Podías comprar azúcar que venía en unos sacos blancos y que te ponían en un cartucho de papel y pesaban en una balanza muy moderna para en aquella época y para realizar otras pesadas recuerdo ver una balanza romana. Esta última me cautivaba como se colgaba en un extremo el género y en el otro ponían unas pesas con diferentes medidas y para completar el pesado deslizaban sobre la barra, que estaba graduada, un pequeño pesito. Así hasta que los dos extremos quedaban a la misma altura.
Son muchos los recuerdos que vienen a mi mente y pienso que me extendería mucho.
Aún me parece que si me asomara a la ventana de mi habitación vería la tienda de doña Encarna y de don Felipe, y a los vecinos subiendo y bajando los chaplones para entrar en ella.

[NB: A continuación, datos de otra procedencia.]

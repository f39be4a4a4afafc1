//! Dispatcher: decode an inbound frame and route it by message type.
//!
//! Routing is a lookup in a `MessageType -> handler` map rather than a
//! hard-coded match, so new types are added with [`Dispatcher::register`]:
//!
//! - `CHAT_MESSAGE`              => [`ChatBroadcastHandler`] (fan out the
//!   original frame, byte for byte)
//! - `PLAYER_MOVE`, `GAME_STATE_SYNC`, `PLAYER_JOIN`, `PLAYER_LEAVE`
//!                               => [`AcknowledgeHandler`] (logged only;
//!   game logic plugs in here)
//! - anything else               => logged, not an error

use std::collections::HashMap;
use std::fmt;
use std::sync::Arc;

use async_trait::async_trait;
use hub_protocol::{Envelope, MessageType};

use crate::broadcast::broadcast;
use crate::connection::Frame;
use crate::error::HubError;
use crate::participant::Participant;
use crate::registry::SessionRegistry;

/// Everything a handler gets to see for one inbound message.
#[derive(Debug, Clone, Copy)]
pub struct HandlerContext<'a> {
    pub registry: &'a SessionRegistry,
    pub sender: &'a Participant,
    pub envelope: &'a Envelope,
    /// The frame as it arrived, before decoding.
    pub frame: &'a Frame,
}

/// Behavior attached to one message type.
///
/// Payload decoding is up to the handler (see [`Envelope::decode_payload`]);
/// an error returned here is logged by the session loop and the session
/// keeps reading.
#[async_trait]
pub trait MessageHandler: Send + Sync {
    async fn handle(&self, ctx: HandlerContext<'_>) -> Result<(), HubError>;
}

/// Re-broadcasts the original frame to every participant, sender included.
#[derive(Debug, Default, Clone, Copy)]
pub struct ChatBroadcastHandler;

#[async_trait]
impl MessageHandler for ChatBroadcastHandler {
    async fn handle(&self, ctx: HandlerContext<'_>) -> Result<(), HubError> {
        let report = broadcast(ctx.registry, ctx.frame).await;
        tracing::debug!(
            player_id = %ctx.sender.id(),
            delivered = report.delivered,
            failed = report.failed,
            "Chat message broadcast"
        );
        Ok(())
    }
}

/// Accepts a recognized message without acting on it.
#[derive(Debug, Default, Clone, Copy)]
pub struct AcknowledgeHandler;

#[async_trait]
impl MessageHandler for AcknowledgeHandler {
    async fn handle(&self, ctx: HandlerContext<'_>) -> Result<(), HubError> {
        tracing::debug!(
            player_id = %ctx.sender.id(),
            kind = %ctx.envelope.kind(),
            bytes = ctx.frame.len(),
            "Message acknowledged"
        );
        Ok(())
    }
}

/// Routes decoded envelopes to registered handlers.
#[derive(Default)]
pub struct Dispatcher {
    handlers: HashMap<MessageType, Arc<dyn MessageHandler>>,
}

impl Dispatcher {
    /// A dispatcher with no handlers; every type is treated as unknown.
    pub fn new() -> Self {
        Dispatcher::default()
    }

    /// The hub's standard routing table.
    pub fn with_default_handlers() -> Self {
        let mut dispatcher = Dispatcher::new();
        dispatcher.register(MessageType::ChatMessage, ChatBroadcastHandler);
        for kind in [
            MessageType::PlayerMove,
            MessageType::GameStateSync,
            MessageType::PlayerJoin,
            MessageType::PlayerLeave,
        ] {
            dispatcher.register(kind, AcknowledgeHandler);
        }
        dispatcher
    }

    /// Attach `handler` to `kind`, returning the handler it replaces.
    pub fn register<H>(&mut self, kind: MessageType, handler: H) -> Option<Arc<dyn MessageHandler>>
    where
        H: MessageHandler + 'static,
    {
        self.handlers.insert(kind, Arc::new(handler))
    }

    pub fn handles(&self, kind: &MessageType) -> bool {
        self.handlers.contains_key(kind)
    }

    /// Decode `frame` and route it.
    ///
    /// Returns [`HubError::MalformedEnvelope`] without side effects when
    /// the frame is not an envelope. Unknown types are not an error.
    pub async fn dispatch(
        &self,
        registry: &SessionRegistry,
        sender: &Participant,
        frame: &Frame,
    ) -> Result<(), HubError> {
        let envelope = Envelope::decode(frame.as_bytes()).map_err(HubError::MalformedEnvelope)?;

        let Some(handler) = self.handlers.get(envelope.kind()) else {
            tracing::info!(
                player_id = %sender.id(),
                kind = %envelope.kind(),
                "Unhandled message type"
            );
            return Ok(());
        };

        handler
            .handle(HandlerContext {
                registry,
                sender,
                envelope: &envelope,
                frame,
            })
            .await
    }
}

impl fmt::Debug for Dispatcher {
    fn fmt(&self, f: &mut fmt::Formatter<'_>) -> fmt::Result {
        let mut kinds: Vec<&str> = self.handlers.keys().map(MessageType::as_str).collect();
        kinds.sort_unstable();
        f.debug_struct("Dispatcher").field("handlers", &kinds).finish()
    }
}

Pienso que muchos vecinos echaron de menos el cierre de la tienda de don Felipe y doña Encarna
¿Sabes una cosa?. Te han salido tantos recuerdos que has completado todavía más mi escrito. Gracias Ana porque con tus recuerdos me regalas parte de mi. Gracias por estar ahí.
Recibe un caluroso abrazo.
Un viaje al pasado y, como dice tu título, al imperio de los sentidos.
De niño envidiaba a los hijos de tenderos (venteros)por tener acceso a todo eso que tu relatas y que a mi tan atractivo me resultaba. Mucho me has hecho recordar con tu escrito...
El carburo era algo que me apasionaba, el bacalao salado me destrozaba el olfato, el roce de las macetas entre sí me molestaba, era un deleite ver fluir el aceite de la bomba para ser recogido en la botella del cliente, ¡cómo resaltaba el cristal los colores de las chuches!, la maestría alcanzada en el envoltorio siempre pensé en adquirirla yo algún día, y la cháchara de mostrador que se liaba con cualquier motivo era estupenda.
Ahora, la cuenta: Y el vendedor o vendedora, tiraban de grueso lápiz ( a veces atado con un cordel)y sobre el mismo papel de envoltorio o sobre el mármol del mostrador dibujaban números en columna que luego sumaban. ¡Si le habláramos a aquella gente de pagar con tarjeta de crédito!
Me ha gustado recordar años tan lejanos en tus palabras.
Un abrazo
Demián, igual me pasa a mi cuando relatas tus recuerdos. Pero las ventas eran lugares de encuentros diarios. Era el salón social de aquellos años. Lo mejor es que, incluso con aquellos recuerdos, seguimos tirando del carro con esa adaptabilidad que da los años con toda su solera. No creo que cualquier tiempo pasado fuera mejor, pero los recuerdos, muchas veces, se encargan de hacérnoslos más dulces. Tal vez sea por la añoranza.Pero es bueno tener presente el pasado, al fin y al cabo nos da crédito para saber de dónde venimos y hacia dónde vamos.Siempre gracais por tus comentarios, tan elocuentes y certeros. Abrazos.